Entra in vigore oggi, a tre anni dalla sua pubblicazione in Gazzetta Ufficiale Ue, il regolamento comunitario 1169/11 che armonizza le legislazioni dei singoli Paesi dell’Unione Europea in materia di etichettatura degli alimenti. Archiviata così, dopo 35 anni, la vecchia direttiva sulle etichette alimentari, la 79/11/CEE.
Molte interessanti novità nel nuovo testo che punta a una maggiore trasparenza delle informazioni per rafforzare la tutela della salute dei consumatori senza creare ostacoli alla libera circolazione delle merci. Tra queste sicuramente, l’obbligo di riportare la data di scadenza su ogni singola porzione preconfezionata e non più solo sulla confezione esterna; e quello di indicare con evidenza nella lista degli ingredienti la presenza di sostanze allergizzanti o che procurano intolleranze. Lo stesso dovranno fare anche i ristoranti e tutte le attività in cui si somministrano alimenti e bevande utilizzando adeguati supporti. Un passo in avanti per la sicurezza alimentare per oltre quattro milioni di italiani adulti e per il 7%-8% dei bambini che soffrono di allergie.
Altra importante novità è quella relativa alla regolamentazione, per la prima volta, della vendita di prodotti alimentari sul web: i consumatori per legge dovranno avere a disposizione tutte le informazioni obbligatorie prima dell’acquisto, con eccezione della data di scadenza. Così come per la prima volta in assoluto il regolamento comunitario fissa la dimensione minima dei caratteri tipografici delle etichette (1,2 mm o 0,9 mm per le confezioni più piccole) venendo incontro alle difficoltà di lettura della popolazione più avanti con l’età.
Fin qui i contenuti del regolamento appaiono orientati al buon senso. I conti per l’industria agroalimentare italiana iniziano a non tornare quando si scende nel dettaglio relativamente a quelle informazioni che danno una connotazione territoriale, e quindi specificità e tracciabilità, ai prodotti acquistati. Il 1169/11 prevede infatti che sulle confezioni venga riportato obbligatoriamente l’indirizzo, completo di numero civico, della sede legale del produttore, e l’origine del prodotto in modo da informare il consumatore sul luogo da cui proviene la materia prima. Ciò su cui l’Unione non è intervenuta è l’indicazione dello stabilimento di produzione e confezionamento, prima obbligatoria in Italia per effetto della legge 109/92, che diventa facoltativa in seguito all’entrata in vigore del regolamento comunitario.

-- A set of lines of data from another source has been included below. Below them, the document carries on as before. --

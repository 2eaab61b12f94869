pub mod block_locks;
pub mod bootstrap;
pub mod calendar_sync;
pub mod error;
pub mod optimistic;
pub mod plan_store;
pub mod state;
pub mod topic_bridge;
use crate::domain::models::BlockId;
use crate::infrastructure::config::LockScope;
use std::collections::BTreeMap;

/// Sync state of one block as seen by the view.
#[derive(Debug, Clone, PartialEq, Eq)]
pub enum BlockSyncState {
    Idle,
    Pending,
    Error(String),
}

/// Explicit replacement for per-view `isUpdating` flags.
///
/// With [`LockScope::Plan`] a single pending edit anywhere in the plan blocks
/// all other edits; with [`LockScope::Block`] only the same block is blocked.
#[derive(Debug, Clone)]
pub struct BlockLocks {
    scope: LockScope,
    states: BTreeMap<BlockId, BlockSyncState>,
}

impl BlockLocks {
    pub fn new(scope: LockScope) -> Self {
        Self {
            scope,
            states: BTreeMap::new(),
        }
    }

    pub fn scope(&self) -> LockScope {
        self.scope
    }

    pub fn state(&self, block_id: BlockId) -> BlockSyncState {
        self.states
            .get(&block_id)
            .cloned()
            .unwrap_or(BlockSyncState::Idle)
    }

    pub fn any_pending(&self) -> bool {
        self.states
            .values()
            .any(|state| *state == BlockSyncState::Pending)
    }

    /// Whether edit affordances for `block_id` must be disabled.
    pub fn is_updating(&self, block_id: BlockId) -> bool {
        match self.scope {
            LockScope::Plan => self.any_pending(),
            LockScope::Block => self.state(block_id) == BlockSyncState::Pending,
        }
    }

    pub fn try_acquire(&mut self, block_id: BlockId) -> bool {
        if self.is_updating(block_id) {
            return false;
        }
        self.states.insert(block_id, BlockSyncState::Pending);
        true
    }

    pub fn release(&mut self, block_id: BlockId) {
        self.states.remove(&block_id);
    }

    pub fn fail(&mut self, block_id: BlockId, message: impl Into<String>) {
        self.states
            .insert(block_id, BlockSyncState::Error(message.into()));
    }

    pub fn reset(&mut self) {
        self.states.clear();
    }

    pub fn states(&self) -> BTreeMap<BlockId, BlockSyncState> {
        self.states.clone()
    }
}
use tracing_subscriber::{layer::SubscriberExt, util::SubscriberInitExt, EnvFilter};

pub const LOG_ENV_VAR: &str = "STUDYPLAN_LOG";

fn build_filter(default_directive: &str) -> EnvFilter {
    EnvFilter::try_from_env(LOG_ENV_VAR).unwrap_or_else(|_| EnvFilter::new(default_directive))
}

/// Installs the global subscriber. Returns `false` when one is already set,
/// so embedding hosts and repeated calls from tests are harmless.
pub fn init_tracing(default_directive: &str, json: bool) -> bool {
    let registry = tracing_subscriber::registry().with(build_filter(default_directive));
    let result = if json {
        registry
            .with(tracing_subscriber::fmt::layer().json().with_target(true))
            .try_init()
    } else {
        registry.with(tracing_subscriber::fmt::layer()).try_init()
    };
    result.is_ok()
}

Un colpo basso al Made in Italy e in particolar modo alla produzione agroalimentare che vedrebbe venir meno un freno al fenomeno del cosiddetto Italian sounding, cioè la contraffazione e falsificazione degli alimenti Made in Italy che, secondo i dati del rapporto “Agromafie” elaborato da Coldiretti ed Eurispes, costa al nostro Paese 300mila posti di lavoro per un giro di affari di 60 miliardi di euro: quasi il doppio dell’attuale valore delle esportazioni italiane di prodotti agroalimentari.
Sul punto sia il M5S con una proposta di legge, a prima firma Paolo Parentela, che il deputato del PD Michele Anzaldi, stanno pressando il governo Renzi affinché corregga la norma che apre la strada ai prodotti taroccati anche in Italia, problema che finora si registrava solo all’estero dove i distributori spacciavano per Made in Italy alimenti prodotti al di fuori dei confini del Bel Paese. A tutto vantaggio delle private label, cioè quei marchi che coincidono con il nome del distributore e che spesso delocalizzano, e a scapito della qualità.